Private school in Ankeny, Iowa, United States

Ankeny Christian Academy (ACA) is a private Christian school located in Ankeny, Polk County, Iowa. It is an independent, non-denominational school serving students from preschool through 12th grade. The school is accredited by the state of Iowa.

==History==
ACA began in February 1992. In August 1993, meeting in a church, ACA opened with 27 students and 3 teachers in grades kindergarten through sixth grade. For the next seven years, the school rented rooms in several churches and a remodeled warehouse office building. In the spring of 2000 it purchased property at 1604 West 1st St. as its permanent location.

ACA added secondary grades in the fall of 1996. The first senior class graduated in 2000.

==Sports==
The junior high and high school sports program includes boys and girls golf, track and field, cross-country, girls volleyball, boys and girls basketball, and football. The athletic teams are called the Eagles. The school is a member of the Bluegrass Conference.

==Facilities==
In April 2000 the school purchased a 50000 sqft strip mall at 1604 West 1st Street, Ankeny, Iowa. It remodeled most of the facility into a school.
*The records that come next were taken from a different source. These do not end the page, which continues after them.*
#[cfg(test)]
mod tests {
	use super::*;

	#[test]
	fn actions_bucket_by_kind() {
		let mut buckets = PhaseBuckets::default();
		buckets.push(Action::Upload { path: "a".to_string() });
		buckets.push(Action::MkdirRemote { path: "b".to_string() });
		assert_eq!(buckets.upload.len(), 1);
		assert_eq!(buckets.mkdir_remote.len(), 1);
	}

	#[test]
	fn depth_sort_orders_shallow_first() {
		let actions = vec![Action::MkdirLocal { path: "a/b/c".to_string() }, Action::MkdirLocal { path: "a".to_string() }];
		let sorted = sorted_by_depth_asc(&actions);
		assert_eq!(sorted[0].path(), "a");
	}

	#[test]
	fn parent_path_splits_on_last_slash() {
		assert_eq!(parent_path("a/b/c.txt"), "a/b");
		assert_eq!(parent_path("c.txt"), "");
	}

	#[test]
	fn rekey_prefix_renames_single_entry_and_descendants() {
		let mut map: BTreeMap<String, LocalEntry> = BTreeMap::new();
		map.insert("dir".to_string(), LocalEntry { relative_path: "dir".to_string(), absolute_path: String::new(), is_dir: true, size: 0, mtime: 0, hash: String::new() });
		map.insert("dir/a.txt".to_string(), LocalEntry { relative_path: "dir/a.txt".to_string(), absolute_path: String::new(), is_dir: false, size: 1, mtime: 0, hash: String::new() });
		map.insert("other.txt".to_string(), LocalEntry { relative_path: "other.txt".to_string(), absolute_path: String::new(), is_dir: false, size: 1, mtime: 0, hash: String::new() });

		rekey_prefix(&mut map, "dir", "moved", |e, p| e.relative_path = p.to_string());

		assert!(map.contains_key("moved"));
		assert!(map.contains_key("moved/a.txt"));
		assert!(!map.contains_key("dir"));
		assert!(!map.contains_key("dir/a.txt"));
		assert!(map.contains_key("other.txt"));
		assert_eq!(map.get("moved/a.txt").unwrap().relative_path, "moved/a.txt");
	}

	#[test]
	fn parse_rfc3339_rejects_garbage() {
		assert!(parse_rfc3339("not-a-date").is_none());
		assert!(parse_rfc3339("2024-01-01T00:00:00Z").is_some());
	}
}

// vim: ts=4
//! Exclude pattern matching: decide whether a relative path is ignored.
//!
//! A pure function of `(pattern list, path, is_dir)` (§8 property 7). Three
//! pattern kinds, per §4.1:
//! - trailing `/` — matches a directory name and every descendant;
//! - containing any of `* ? [ ]` — glob, matched against both the full
//!   relative path and the basename;
//! - literal — matches full path, directory-prefix, or file basename.

use globset::Glob;
use std::path::Path;

/// VCS metadata, OS thumbnail files, temp/log files, common dependency
/// directories, and credential files — applied in addition to whatever
/// patterns the caller supplies.
pub const DEFAULT_EXCLUDES: &[&str] = &[
	".git/",
	".svn/",
	".hg/",
	".DS_Store",
	"Thumbs.db",
	"desktop.ini",
	"*.tmp",
	"*.swp",
	"*.swo",
	"*~",
	".nfs*",
	"node_modules/",
	"target/",
	".venv/",
	"vendor/",
	".env",
	"*.pem",
	"id_rsa",
];

/// Pure exclude matcher over a fixed pattern list.
pub struct ExcludeMatcher {
	patterns: Vec<String>,
}

impl ExcludeMatcher {
	/// Build a matcher from the caller's patterns plus the built-in
	/// default list.
	pub fn new(patterns: &[String]) -> Self {
		let mut all: Vec<String> = DEFAULT_EXCLUDES.iter().map(|s| s.to_string()).collect();
		all.extend(patterns.iter().cloned());
		ExcludeMatcher { patterns: all }
	}

	/// Whether `path` (slash-separated, root-relative) is excluded.
	pub fn is_excluded(&self, path: &str, is_dir: bool) -> bool {
		is_excluded(&self.patterns, path, is_dir)
	}
}

/// Free-function form of the matcher, for direct use in tests or callers
/// that don't want to build an `ExcludeMatcher`.
pub fn is_excluded(patterns: &[String], path: &str, is_dir: bool) -> bool {
	let basename = path.rsplit('/').next().unwrap_or(path);

	for pattern in patterns {
		if let Some(dir_name) = pattern.strip_suffix('/') {
			if path_has_dir_component(path, dir_name) {
				return true;
			}
			continue;
		}

		if pattern.contains(['*', '?', '[', ']']) {
			if let Ok(glob) = Glob::new(pattern) {
				let matcher = glob.compile_matcher();
				if matcher.is_match(path) || matcher.is_match(basename) {
					return true;
				}
			}
			continue;
		}

		// Literal: full path, directory-prefix, or basename.
		if pattern == path || basename == pattern.as_str() {
			return true;
		}
		if path.starts_with(&format!("{}/", pattern)) {
			return true;
		}
	}

	let _ = is_dir; // kind (a)/(c) apply identically to files and directories
	false
}

/// True if `path` contains `dir_name` as one of its directory components,
/// i.e. `path` is `dir_name`, starts with `dir_name/`, or has `/dir_name/`
/// or a trailing `/dir_name` somewhere in the middle.
fn path_has_dir_component(path: &str, dir_name: &str) -> bool {
	Path::new(path).components().any(|c| c.as_os_str() == dir_name)
}


// vim: ts=4
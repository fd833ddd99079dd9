use std::env;
use std::path::PathBuf;
use std::str::FromStr;

use clap::{Arg, ArgAction, Command};

use drivesync::config::{ConflictPolicy, SyncDirection};
use drivesync::index::SyncIndex;
use drivesync::logging;
use drivesync::types::SyncConfig;

/// Resolves `$HOME/.drivesync`, creating it if necessary. Mirrors the
/// teacher's state-directory convention (`main.rs::init_syncr_dir`).
fn init_state_dir() -> PathBuf {
	let home = env::var("HOME").unwrap_or_else(|_| {
		eprintln!("could not determine HOME directory");
		std::process::exit(1);
	});
	let dir = PathBuf::from(home).join(".drivesync");
	if let Err(err) = std::fs::create_dir_all(&dir) {
		eprintln!("cannot create state directory {:?}: {}", dir, err);
		std::process::exit(1);
	}
	dir
}

fn open_index(state_dir: &std::path::Path) -> SyncIndex {
	match SyncIndex::open(&state_dir.join("index.db")) {
		Ok(index) => index,
		Err(err) => {
			eprintln!("cannot open sync index: {}", err);
			std::process::exit(1);
		}
	}
}

#[tokio::main]
async fn main() {
	logging::init_tracing();

	let matches = Command::new("drivesync")
		.version("0.1.0")
		.about("Local directory <-> cloud drive subtree sync engine")
		.subcommand_required(true)
		.subcommand(
			Command::new("config")
				.about("Manage sync profiles")
				.subcommand_required(true)
				.subcommand(
					Command::new("add")
						.about("Add or replace a sync profile")
						.arg(Arg::new("id").required(true))
						.arg(Arg::new("local-root").long("local-root").required(true))
						.arg(Arg::new("remote-root-id").long("remote-root-id").required(true))
						.arg(Arg::new("direction").long("direction").default_value("bidirectional"))
						.arg(Arg::new("conflict-policy").long("conflict-policy").default_value("rename-both"))
						.arg(Arg::new("exclude").long("exclude").action(ArgAction::Append).num_args(1)),
				)
				.subcommand(Command::new("list").about("List sync profiles"))
				.subcommand(Command::new("show").about("Show one sync profile").arg(Arg::new("id").required(true)))
				.subcommand(Command::new("remove").about("Remove a sync profile and its indexed entries").arg(Arg::new("id").required(true))),
		)
		.get_matches();

	let state_dir = init_state_dir();

	if let Some(matches) = matches.subcommand_matches("config") {
		let index = open_index(&state_dir);

		if let Some(matches) = matches.subcommand_matches("add") {
			let direction = matches.get_one::<String>("direction").unwrap();
			let policy = matches.get_one::<String>("conflict-policy").unwrap();
			if let Err(err) = SyncDirection::from_str(direction) {
				eprintln!("{}", err);
				std::process::exit(1);
			}
			if let Err(err) = ConflictPolicy::from_str(policy) {
				eprintln!("{}", err);
				std::process::exit(1);
			}

			let cfg = SyncConfig {
				id: matches.get_one::<String>("id").unwrap().clone(),
				local_root: matches.get_one::<String>("local-root").unwrap().clone(),
				remote_root_id: matches.get_one::<String>("remote-root-id").unwrap().clone(),
				exclude_patterns: matches.get_many::<String>("exclude").map(|v| v.cloned().collect()).unwrap_or_default(),
				conflict_policy: policy.clone(),
				direction: direction.clone(),
				last_sync_time: 0,
				last_change_token: String::new(),
			};

			if let Err(message) = cfg.validate() {
				eprintln!("invalid profile: {}", message);
				std::process::exit(1);
			}
			if let Err(err) = index.upsert_config(&cfg) {
				eprintln!("cannot save profile: {}", err);
				std::process::exit(1);
			}
			println!("saved profile {:?}", cfg.id);
		} else if matches.subcommand_matches("list").is_some() {
			match index.list_configs() {
				Ok(configs) => {
					for cfg in configs {
						println!("{}  {} <-> {}  [{}, {}]", cfg.id, cfg.local_root, cfg.remote_root_id, cfg.direction, cfg.conflict_policy);
					}
				}
				Err(err) => {
					eprintln!("cannot list profiles: {}", err);
					std::process::exit(1);
				}
			}
		} else if let Some(matches) = matches.subcommand_matches("show") {
			let id = matches.get_one::<String>("id").unwrap();
			match index.get_config(id) {
				Ok(Some(cfg)) => println!("{:#?}", cfg),
				Ok(None) => {
					eprintln!("no such profile: {}", id);
					std::process::exit(1);
				}
				Err(err) => {
					eprintln!("cannot read profile: {}", err);
					std::process::exit(1);
				}
			}
		} else if let Some(matches) = matches.subcommand_matches("remove") {
			let id = matches.get_one::<String>("id").unwrap();
			if let Err(err) = index.delete_config(id) {
				eprintln!("cannot remove profile: {}", err);
				std::process::exit(1);
			}
			println!("removed profile {:?}", id);
		}
	}
}

// vim: ts=4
After initial remodeling the facility included 13 classrooms, a chapel/auditorium seating 360, a computer room, a recreation/physical education room, a music room, a library, and a lunchroom and kitchen. The preschool was completed in January 2002 with three additional classrooms and an office. A gymnasium was completed in November 2003, with the addition of locker rooms in 2008 and a weight room in 2009 but is now used as a storage room. A new secondary science lab opened in August 2009. In 2010 more space was converted from tenants to school; The school eventually converted the entire facility for the school's sole use.

==Staff and Faculty==
The school is headed by Brent Knoll. The elementary portion of the school is principled by Dr. Jo Aukes. The high school principal is Joe Venema.

==Admission requirement==
As of the 2026-2027 school year, each ACA student must come from a home where at least one parent or guardian is a professing born-again Christian.